对比复习一下阻塞赋值和非阻塞赋值:
always @ (*),描述的是组合逻辑,里面不管用阻塞赋值(=)还是非阻塞赋值(<=),都是阻塞的效果
awlays @ (posedge clk),描述的是时序逻辑,阻塞赋值和非阻塞赋值是起作用的,阻塞赋值可以当作一堆组合逻辑连接了一个触发器,非阻塞可以看做流水结构
为什么需要cache?
要想运行一段程序,需要将可执行程序从flash中load到主存,然后在主存中执行,执行完了还会把执行结果再store到内存
CPU的性能也取决于相关存储部件的存取速度,而实际上CPU工作速度很高,内存存取速度很慢,就会造成CPU等待,降低了处理速度,也就拉低了CPU执行效率
CPU register的速度一般小于1ns,主存的速度一般是65ns左右。速度差异近百倍。
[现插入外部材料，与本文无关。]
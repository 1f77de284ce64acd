//! Host side of the frame loop: terminal input on a reader thread, and a
//! frame clock that keeps animation frames on schedule while keys arrive.

use std::sync::mpsc::{self, Receiver, RecvTimeoutError};
use std::time::{Duration, Instant};

use crossterm::event::{self, Event as CtEvent, KeyEvent, KeyEventKind};
use tracing::{debug, warn};

#[derive(Clone, Debug)]
pub enum WheelEvent {
    Key(KeyEvent),
    Resize,
    /// A frame is due: advance animations and redraw.
    Frame,
    /// Input is gone for good. The loop should stop.
    Closed,
}

/// Where key and resize events come from.
pub trait InputSource: Send + 'static {
    fn recv_timeout(&self, timeout: Duration) -> Result<WheelEvent, RecvTimeoutError>;
}

/// Reads crossterm events on a background thread. The thread exits on a read
/// error, which the runner then reports as [`WheelEvent::Closed`].
pub struct TerminalInput {
    rx: Receiver<WheelEvent>,
}

impl TerminalInput {
    pub fn spawn() -> Self {
        let (tx, rx) = mpsc::channel();

        std::thread::spawn(move || loop {
            let event = match event::read() {
                // Windows reports releases too; only presses drive the wheel.
                Ok(CtEvent::Key(key)) if key.kind == KeyEventKind::Press => WheelEvent::Key(key),
                Ok(CtEvent::Resize(_, _)) => WheelEvent::Resize,
                Ok(_) => continue,
                Err(e) => {
                    warn!(error = %e, "terminal input failed");
                    break;
                }
            };
            if tx.send(event).is_err() {
                break;
            }
        });

        Self { rx }
    }
}

impl InputSource for TerminalInput {
    fn recv_timeout(&self, timeout: Duration) -> Result<WheelEvent, RecvTimeoutError> {
        self.rx.recv_timeout(timeout)
    }
}

/// Input fed from a channel, for driving the app without a terminal.
pub struct ChannelInput {
    rx: Receiver<WheelEvent>,
}

impl ChannelInput {
    pub fn new(rx: Receiver<WheelEvent>) -> Self {
        Self { rx }
    }
}

impl InputSource for ChannelInput {
    fn recv_timeout(&self, timeout: Duration) -> Result<WheelEvent, RecvTimeoutError> {
        self.rx.recv_timeout(timeout)
    }
}

/// Deadline of the next animation frame.
///
/// Frames are due every `interval` measured from a fixed schedule, not from the
/// last event, so a burst of key presses cannot hold back a spin. A host that
/// falls behind skips the missed frames instead of replaying them.
#[derive(Clone, Copy, Debug)]
pub struct FrameClock {
    interval: Duration,
    next: Instant,
}

impl FrameClock {
    pub fn new(interval: Duration, now: Instant) -> Self {
        let interval = interval.max(Duration::from_millis(1));
        Self {
            interval,
            next: now + interval,
        }
    }

    pub fn until_due(&self, now: Instant) -> Duration {
        self.next.saturating_duration_since(now)
    }

    /// Consumes the due frame and schedules the following one.
    fn advance(&mut self, now: Instant) {
        self.next += self.interval;
        if self.next <= now {
            self.next = now + self.interval;
        }
    }
}

/// Merges input with the frame clock. This is the only place the app waits.
pub struct Runner<I: InputSource> {
    input: I,
    clock: FrameClock,
}

impl<I: InputSource> Runner<I> {
    pub fn new(input: I, frame_interval: Duration) -> Self {
        Self {
            input,
            clock: FrameClock::new(frame_interval, Instant::now()),
        }
    }

    /// Next input event, or `Frame` once the frame deadline passes.
    pub fn step(&mut self) -> WheelEvent {
        let now = Instant::now();
        let wait = self.clock.until_due(now);
        if wait.is_zero() {
            self.clock.advance(now);
            return WheelEvent::Frame;
        }

        match self.input.recv_timeout(wait) {
            Ok(event) => event,
            Err(RecvTimeoutError::Timeout) => {
                self.clock.advance(Instant::now());
                WheelEvent::Frame
            }
            Err(RecvTimeoutError::Disconnected) => {
                debug!("input closed");
                WheelEvent::Closed
            }
        }
    }
}
use rand::Rng;
use std::time::{Duration, Instant};
use unicode_width::{UnicodeWidthChar, UnicodeWidthStr};

use crate::{picker, util::truncate_to_width};

const SPARKS: [char; 6] = ['*', '+', '✦', '✧', '•', '·'];
const BANNER_DURATION: Duration = Duration::from_millis(2500);
/// Fixed timestep the particles move by per frame, in seconds.
const FRAME_DT: f64 = 0.05;

/// A single glyph of the winner banner
#[derive(Debug, Clone)]
pub struct Particle {
    pub x: f64,
    pub y: f64,
    pub vel_x: f64,
    pub vel_y: f64,
    pub symbol: char,
    pub color_index: usize,
    pub age: f64,
    pub max_age: f64,
    /// Letters of the winner's name fly to a slot and stay there.
    pub target: Option<(f64, f64)>,
}

impl Particle {
    fn spark<R: Rng + ?Sized>(x: f64, y: f64, rng: &mut R) -> Self {
        Self {
            x,
            y,
            vel_x: rng.gen_range(-6.0..6.0),
            vel_y: rng.gen_range(-8.0..-2.0),
            symbol: *picker::pick(&SPARKS, rng).unwrap_or(&'*'),
            color_index: rng.gen_range(0..7),
            age: 0.0,
            max_age: rng.gen_range(1.0..2.5),
            target: None,
        }
    }

    fn letter(x: f64, y: f64, target: (f64, f64), symbol: char, color_index: usize) -> Self {
        Self {
            x,
            y,
            vel_x: (target.0 - x) * 2.0,
            vel_y: (target.1 - y) * 2.0,
            symbol,
            color_index,
            age: 0.0,
            max_age: BANNER_DURATION.as_secs_f64(),
            target: Some(target),
        }
    }

    pub fn is_letter(&self) -> bool {
        self.target.is_some()
    }

    /// Advances by `dt` seconds; returns false once the particle has expired.
    fn update(&mut self, dt: f64) -> bool {
        match self.target {
            Some((tx, ty)) => {
                let dist = ((tx - self.x).powi(2) + (ty - self.y).powi(2)).sqrt();
                if dist > 0.5 {
                    self.x += self.vel_x * dt;
                    self.y += self.vel_y * dt;
                    self.vel_x = (tx - self.x) * 4.0;
                    self.vel_y = (ty - self.y) * 4.0;
                } else {
                    self.x = tx;
                    self.y = ty;
                    self.vel_x = 0.0;
                    self.vel_y = 0.0;
                }
            }
            None => {
                self.x += self.vel_x * dt;
                self.y += self.vel_y * dt;
                self.vel_y += 12.0 * dt;
            }
        }

        self.age += dt;
        self.age < self.max_age
    }
}

/// Banner spelling out the winner, surrounded by sparks
#[derive(Debug)]
pub struct Celebration {
    pub particles: Vec<Particle>,
    pub label: String,
    started_at: Option<Instant>,
    width: f64,
    height: f64,
}

impl Celebration {
    pub fn new() -> Self {
        Self {
            particles: Vec::new(),
            label: String::new(),
            started_at: None,
            width: 80.0,
            height: 24.0,
        }
    }

    pub fn is_active(&self) -> bool {
        self.started_at.is_some()
    }

    pub fn start<R: Rng + ?Sized>(&mut self, label: &str, width: u16, height: u16, rng: &mut R) {
        self.particles.clear();
        self.started_at = Some(Instant::now());
        self.width = f64::from(width);
        self.height = f64::from(height);

        let max_letters = usize::from(width.saturating_sub(4)).max(1);
        self.label = truncate_to_width(label, max_letters);

        let centre_x = self.width / 2.0;
        let centre_y = self.height / 2.0;
        let left = centre_x - self.label.width() as f64 / 2.0;
        let color = rng.gen_range(0..7);

        // Slots are measured in terminal columns, so wide glyphs take two.
        let mut column = 0usize;
        for ch in self.label.chars() {
            let slot = left + column as f64;
            column += ch.width().unwrap_or(0);
            if ch == ' ' {
                continue;
            }
            let from = (
                centre_x + rng.gen_range(-12.0..12.0),
                centre_y + rng.gen_range(-6.0..6.0),
            );
            self.particles.push(Particle::letter(
                from.0,
                from.1,
                (slot, centre_y - 1.0),
                ch,
                color,
            ));
        }

        for _ in 0..20 {
            let x = centre_x + rng.gen_range(-15.0..15.0);
            let y = centre_y + rng.gen_range(-4.0..4.0);
            self.particles.push(Particle::spark(x, y, rng));
        }
    }

    /// Call once per frame.
    pub fn update(&mut self) {
        let Some(started_at) = self.started_at else {
            return;
        };
        if started_at.elapsed() >= BANNER_DURATION {
            self.stop();
            return;
        }

        let (width, height) = (self.width, self.height);
        self.particles.retain_mut(|p| {
            let alive = p.update(FRAME_DT);
            if p.is_letter() {
                return alive;
            }
            let off_screen = p.y > height + 2.0 || p.x < -2.0 || p.x > width + 2.0;
            alive && !off_screen
        });
    }

    pub fn stop(&mut self) {
        self.started_at = None;
        self.particles.clear();
    }
}

impl Default for Celebration {
    fn default() -> Self {
        Self::new()
    }
}
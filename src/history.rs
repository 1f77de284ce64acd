use chrono::{DateTime, Local, Utc};
use rusqlite::{params, Connection};
use serde::Serialize;
use std::path::{Path, PathBuf};
use thiserror::Error;

use crate::app_dirs::AppDirs;

#[derive(Debug, Error)]
pub enum HistoryError {
    #[error("history database error: {0}")]
    Sqlite(#[from] rusqlite::Error),
    #[error("history export failed: {0}")]
    Csv(#[from] csv::Error),
    #[error("history io error: {0}")]
    Io(#[from] std::io::Error),
}

pub type Result<T> = std::result::Result<T, HistoryError>;

/// One settled spin.
#[derive(Debug, Clone, PartialEq, Serialize)]
pub struct HistoryEntry {
    pub label: String,
    /// Items left on the wheel after this winner was removed.
    pub remaining: usize,
    pub spun_at: DateTime<Local>,
}

/// Database of past winners
#[derive(Debug)]
pub struct HistoryDb {
    conn: Connection,
}

impl HistoryDb {
    /// Opens the database under the state directory, creating it if needed.
    pub fn open_default() -> Result<Self> {
        let path = Self::default_path();
        Self::open(path)
    }

    pub fn default_path() -> PathBuf {
        AppDirs::history_path().unwrap_or_else(|| PathBuf::from("pickwheel_history.db"))
    }

    pub fn open<P: AsRef<Path>>(path: P) -> Result<Self> {
        if let Some(parent) = path.as_ref().parent() {
            std::fs::create_dir_all(parent)?;
        }
        Self::init(Connection::open(path)?)
    }

    pub fn in_memory() -> Result<Self> {
        Self::init(Connection::open_in_memory()?)
    }

    fn init(conn: Connection) -> Result<Self> {
        conn.execute(
            r#"
            CREATE TABLE IF NOT EXISTS winners (
                id INTEGER PRIMARY KEY AUTOINCREMENT,
                label TEXT NOT NULL,
                remaining INTEGER NOT NULL,
                spun_at TEXT NOT NULL
            )
            "#,
            [],
        )?;
        Ok(Self { conn })
    }

    pub fn record(&self, label: &str, remaining: usize) -> Result<()> {
        self.record_at(label, remaining, Local::now())
    }

    pub fn record_at(&self, label: &str, remaining: usize, at: DateTime<Local>) -> Result<()> {
        self.conn.execute(
            "INSERT INTO winners (label, remaining, spun_at) VALUES (?1, ?2, ?3)",
            params![label, remaining as i64, at.with_timezone(&Utc).to_rfc3339()],
        )?;
        Ok(())
    }

    /// Most recent winners first, in the order they were recorded. Wall clock
    /// time can step backwards, so timestamps do not decide the order.
    pub fn recent(&self, limit: usize) -> Result<Vec<HistoryEntry>> {
        let mut stmt = self.conn.prepare(
            r#"
            SELECT label, remaining, spun_at
            FROM winners
            ORDER BY id DESC
            LIMIT ?1
            "#,
        )?;

        let rows = stmt.query_map([limit as i64], |row| {
            let spun_at: String = row.get(2)?;
            let spun_at = DateTime::parse_from_rfc3339(&spun_at)
                .map_err(|_| {
                    rusqlite::Error::InvalidColumnType(
                        2,
                        "spun_at".to_string(),
                        rusqlite::types::Type::Text,
                    )
                })?
                .with_timezone(&Local);
            let remaining: i64 = row.get(1)?;

            Ok(HistoryEntry {
                label: row.get(0)?,
                remaining: usize::try_from(remaining).unwrap_or(0),
                spun_at,
            })
        })?;

        let mut entries = Vec::new();
        for entry in rows {
            entries.push(entry?);
        }
        Ok(entries)
    }

    /// Wins per label, most frequent first.
    pub fn tally(&self) -> Result<Vec<(String, i64)>> {
        let mut stmt = self.conn.prepare(
            r#"
            SELECT label, COUNT(*) AS wins
            FROM winners
            GROUP BY label
            ORDER BY wins DESC, label ASC
            "#,
        )?;
        let rows = stmt.query_map([], |row| Ok((row.get(0)?, row.get(1)?)))?;

        let mut tally = Vec::new();
        for row in rows {
            tally.push(row?);
        }
        Ok(tally)
    }

    pub fn count(&self) -> Result<i64> {
        Ok(self
            .conn
            .query_row("SELECT COUNT(*) FROM winners", [], |row| row.get(0))?)
    }

    pub fn clear(&self) -> Result<()> {
        self.conn.execute("DELETE FROM winners", [])?;
        Ok(())
    }

    /// Writes every winner, oldest first, as CSV. Returns the number of rows.
    pub fn export_csv<P: AsRef<Path>>(&self, path: P) -> Result<usize> {
        let mut entries = self.recent(usize::MAX >> 1)?;
        entries.reverse();

        let mut writer = csv::Writer::from_path(path)?;
        for entry in &entries {
            writer.serialize(entry)?;
        }
        writer.flush()?;
        Ok(entries.len())
    }
}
因此,当CPU试图从主存中load/store 操作时,由于主存的速度限制,CPU不得不等待这漫长的65ns时间
为了减少CPU与内存的速度差异,可以在慢速的RAM和快速的CPU之间插入一至多级的速度较快、容量较小的SRAM起到缓冲作用;使CPU既可以较快地存取主存中的数据,又不使系统成本上升过高,这就是Cache法
cache的局部性原理
- 程序访问的局部性:在一个较短的时间间隔内,由程序产生的地址往往集中在存储器逻辑地址空间的很小范围内,这种对局部范围的存储器地址频繁访问,而对此范围以外的地址则访问甚少的一种现象。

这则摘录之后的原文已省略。